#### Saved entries
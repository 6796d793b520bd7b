//! Main application state and render loop.

use crossterm::{
    event::{DisableBracketedPaste, DisableMouseCapture, EnableBracketedPaste, EnableMouseCapture},
    execute,
    terminal::{disable_raw_mode, enable_raw_mode, EnterAlternateScreen, LeaveAlternateScreen},
};
use ratatui::backend::CrosstermBackend;
use ratatui::layout::{Constraint, Layout, Rect};
use ratatui::text::{Line, Span};
use ratatui::widgets::Paragraph;
use ratatui::Terminal;
use std::io;
use std::path::PathBuf;
use std::sync::Arc;
use std::time::Duration;
use tokio::sync::mpsc;
use tracing::{error, info, warn};

use paperdeck_core::filter::FilterQuery;
use paperdeck_core::{export, Catalog, LoadCache};

use crate::action::{Action, InputMode};
use crate::components::browser::BrowserComponent;
use crate::components::filter_panel::FilterPanelComponent;
use crate::components::help::HelpComponent;
use crate::components::status_bar::StatusBarComponent;
use crate::components::Component;
use crate::event::{self, EventHandler, InputModeFlag};
use crate::theme::Theme;

/// Main application state.
pub struct App {
    /// Whether the app should exit.
    should_quit: bool,
    /// Shared flag to tell the EventHandler which key-mapping to use.
    input_mode_flag: InputModeFlag,

    // ── Pipeline inputs ──────────────────────────────────────
    /// Path to the CSV source.
    source_path: PathBuf,
    /// Base URL for resolving relative PDF paths.
    base_url: String,
    /// Active substring filters.
    filter: FilterQuery,

    // ── Pipeline state ───────────────────────────────────────
    /// One parse per distinct source path.
    load_cache: LoadCache,
    /// The loaded (unresolved) catalog.
    catalog: Option<Arc<Catalog>>,

    // Components
    browser: BrowserComponent,
    filter_panel: FilterPanelComponent,
    status_bar: StatusBarComponent,
    help: HelpComponent,
}

impl App {
    pub fn new(source_path: PathBuf, base_url: String) -> Self {
        Self {
            should_quit: false,
            input_mode_flag: event::new_input_mode_flag(),
            source_path,
            base_url,
            filter: FilterQuery::default(),
            load_cache: LoadCache::new(),
            catalog: None,
            browser: BrowserComponent::new(),
            filter_panel: FilterPanelComponent::new(),
            status_bar: StatusBarComponent::new(),
            help: HelpComponent::new(),
        }
    }

    /// Run the TUI application.
    pub async fn run(&mut self) -> anyhow::Result<()> {
        // Set up terminal.
        enable_raw_mode()?;
        let mut stdout = io::stdout();
        execute!(
            stdout,
            EnterAlternateScreen,
            EnableMouseCapture,
            EnableBracketedPaste
        )?;
        let backend = CrosstermBackend::new(stdout);
        let mut terminal = Terminal::new(backend)?;

        // Create the action channel.
        let (tx, mut rx) = mpsc::unbounded_channel::<Action>();

        // Start the event handler with the shared input mode flag.
        let event_tx = tx.clone();
        let mode_flag = self.input_mode_flag.clone();
        let event_handler = EventHandler::new(event_tx, Duration::from_millis(100), mode_flag);
        tokio::spawn(async move {
            event_handler.run().await;
        });

        // Load the source file in the background so the TUI renders immediately.
        self.spawn_load(tx.clone());
        self.sync_input_mode();

        // Main loop.
        loop {
            terminal.draw(|frame| {
                self.render(frame);
            })?;

            if let Some(action) = rx.recv().await {
                self.handle_action(&action, &tx);

                if self.should_quit {
                    break;
                }
            }
        }

        // Restore terminal.
        disable_raw_mode()?;
        execute!(
            terminal.backend_mut(),
            LeaveAlternateScreen,
            DisableMouseCapture,
            DisableBracketedPaste
        )?;
        terminal.show_cursor()?;

        Ok(())
    }

    /// Determine and set the correct input mode based on component state.
    /// Called after every action.
    fn sync_input_mode(&self) {
        let mode = self.current_input_mode();
        event::set_input_mode(&self.input_mode_flag, mode);
    }

    /// What input mode should be active right now?
    fn current_input_mode(&self) -> InputMode {
        if self.help.visible {
            return InputMode::Normal;
        }
        if self.filter_panel.visible {
            InputMode::Editing
        } else {
            InputMode::Normal
        }
    }

    /// Dispatch an action to all relevant components.
    fn handle_action(&mut self, action: &Action, tx: &mpsc::UnboundedSender<Action>) {
        // Global actions first.
        match action {
            Action::Quit => {
                self.should_quit = true;
                return;
            }
            Action::ReloadCatalog => {
                self.load_cache.invalidate(&self.source_path);
                self.catalog = None;
                self.browser.loading = true;
                self.browser.error = None;
                self.spawn_load(tx.clone());
            }
            Action::CatalogLoaded(catalog) => {
                info!(records = catalog.len(), "Catalog loaded");
                let catalog = Arc::new(*catalog.clone());
                self.load_cache
                    .insert(self.source_path.clone(), catalog.clone());
                self.catalog = Some(catalog);
                self.browser.loading = false;
                self.refresh_view(tx);
            }
            Action::CatalogLoadFailed(err) => {
                error!("Catalog load failed: {}", err);
                self.browser.loading = false;
                self.browser.error = Some(err.clone());
                let _ = tx.send(Action::SetStatus(format!("Load failed: {}", err)));
            }
            Action::OpenFilterPanel => {
                let _ = tx.send(Action::ClearStatus);
                self.filter_panel.open(
                    &self.filter.title,
                    &self.filter.abstract_query,
                    &self.base_url,
                );
            }
            Action::ApplyFilters {
                title_query,
                abstract_query,
                base_url,
            } => {
                self.filter = FilterQuery::new(title_query.clone(), abstract_query.clone());
                self.base_url = base_url.clone();
                self.refresh_view(tx);
            }
            Action::ExportSelected => {
                self.spawn_export(tx.clone());
            }
            Action::ExportFinished(path) => {
                let _ = tx.send(Action::SetStatus(format!("Exported to {}", path)));
            }
            Action::ExportFailed(err) => {
                warn!("Export failed: {}", err);
                let _ = tx.send(Action::SetStatus(format!("Export failed: {}", err)));
            }
            _ => {}
        }

        // Forward to the focused component: the filter form captures input
        // while it is open, otherwise the browser gets the action.
        let result = if self.filter_panel.visible {
            self.filter_panel.handle_action(action)
        } else if self.help.visible {
            None
        } else {
            self.browser.handle_action(action)
        };

        // Always forward to overlays and status bar.
        self.help.handle_action(action);
        self.status_bar.handle_action(action);

        // Sync input mode after every action (a dialog may have opened
        // or closed).
        self.sync_input_mode();

        // Handle chained actions from components.
        if let Some(chained) = result {
            self.handle_action(&chained, tx);
        }
    }

    /// Re-run resolution and filtering, then push the visible rows into the
    /// browser. Called whenever the catalog, filters, or base URL change.
    fn refresh_view(&mut self, tx: &mpsc::UnboundedSender<Action>) {
        let Some(catalog) = self.catalog.clone() else {
            return;
        };

        let base = if self.base_url.trim().is_empty() {
            None
        } else {
            Some(self.base_url.as_str())
        };
        let resolved = catalog.with_resolved_links(base);
        let indices = self.filter.apply(&resolved.records);
        let papers: Vec<_> = indices
            .iter()
            .map(|&i| resolved.records[i].clone())
            .collect();

        let shown = papers.len();
        let total = resolved.len();
        self.browser.set_papers(papers, total);
        self.status_bar.results = Some((shown, total));

        let status = if shown == 0 && total > 0 {
            "No papers match the filters.".to_string()
        } else if self.filter.is_empty() {
            format!("{} papers loaded.", total)
        } else {
            format!("{} of {} papers match.", shown, total)
        };
        let _ = tx.send(Action::SetStatus(status));
    }

    // ── Async task spawners ─────────────────────────────────────

    /// Load the source file off the UI task. Cache hits apply immediately.
    fn spawn_load(&mut self, tx: mpsc::UnboundedSender<Action>) {
        if let Some(cached) = self.load_cache.get(&self.source_path) {
            info!(path = %self.source_path.display(), "Using cached catalog");
            self.catalog = Some(cached);
            self.browser.loading = false;
            self.refresh_view(&tx);
            return;
        }

        let path = self.source_path.clone();
        info!(path = %path.display(), "Loading catalog");
        let _ = tx.send(Action::SetStatus(format!("Loading {}...", path.display())));

        tokio::spawn(async move {
            let result = tokio::task::spawn_blocking(move || Catalog::from_path(&path)).await;
            match result {
                Ok(Ok(catalog)) => {
                    let _ = tx.send(Action::CatalogLoaded(Box::new(catalog)));
                }
                Ok(Err(e)) => {
                    let _ = tx.send(Action::CatalogLoadFailed(e.to_string()));
                }
                Err(e) => {
                    let _ = tx.send(Action::CatalogLoadFailed(e.to_string()));
                }
            }
        });
    }

    /// Write the selected paper to paper.md in the working directory.
    fn spawn_export(&self, tx: mpsc::UnboundedSender<Action>) {
        let Some(paper) = self.browser.selected_paper().cloned() else {
            let _ = tx.send(Action::SetStatus(
                "Nothing to export — no paper selected.".to_string(),
            ));
            return;
        };

        tokio::spawn(async move {
            let result = tokio::task::spawn_blocking(move || {
                let dir = std::env::current_dir()?;
                export::write_markdown(&paper, &dir)
            })
            .await;
            match result {
                Ok(Ok(path)) => {
                    info!(path = %path.display(), "Markdown export written");
                    let _ = tx.send(Action::ExportFinished(path.display().to_string()));
                }
                Ok(Err(e)) => {
                    let _ = tx.send(Action::ExportFailed(e.to_string()));
                }
                Err(e) => {
                    let _ = tx.send(Action::ExportFailed(e.to_string()));
                }
            }
        });
    }

    // ── Rendering ───────────────────────────────────────────────

    /// Render the full UI.
    fn render(&self, frame: &mut ratatui::Frame) {
        let area = frame.area();

        let chunks = Layout::vertical([
            Constraint::Length(2), // Header
            Constraint::Min(10),   // Main content
            Constraint::Length(1), // Status bar
        ])
        .split(area);

        self.render_header(frame, chunks[0]);
        self.browser.render(frame, chunks[1]);
        self.status_bar.render(frame, chunks[2]);

        // Overlays (rendered on top)
        self.filter_panel.render(frame, area);
        self.help.render(frame, area);
    }

    /// Render the header line: app name, source path, base URL.
    fn render_header(&self, frame: &mut ratatui::Frame, area: Rect) {
        let line = Line::from(vec![
            Span::styled(" paperdeck ", Theme::title()),
            Span::styled("— ", Theme::dim()),
            Span::styled(self.source_path.display().to_string(), Theme::muted()),
            Span::styled("  base: ", Theme::dim()),
            Span::styled(&self.base_url, Theme::muted()),
        ]);
        frame.render_widget(Paragraph::new(line), area);
    }
}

#### YOUR INSTRUCTIONS
Your task is to gather all lines from the entries above that hold the word "Called".

#### ANSWER BOX
    /// Called after every action.
    /// browser. Called whenever the catalog, filters, or base URL change.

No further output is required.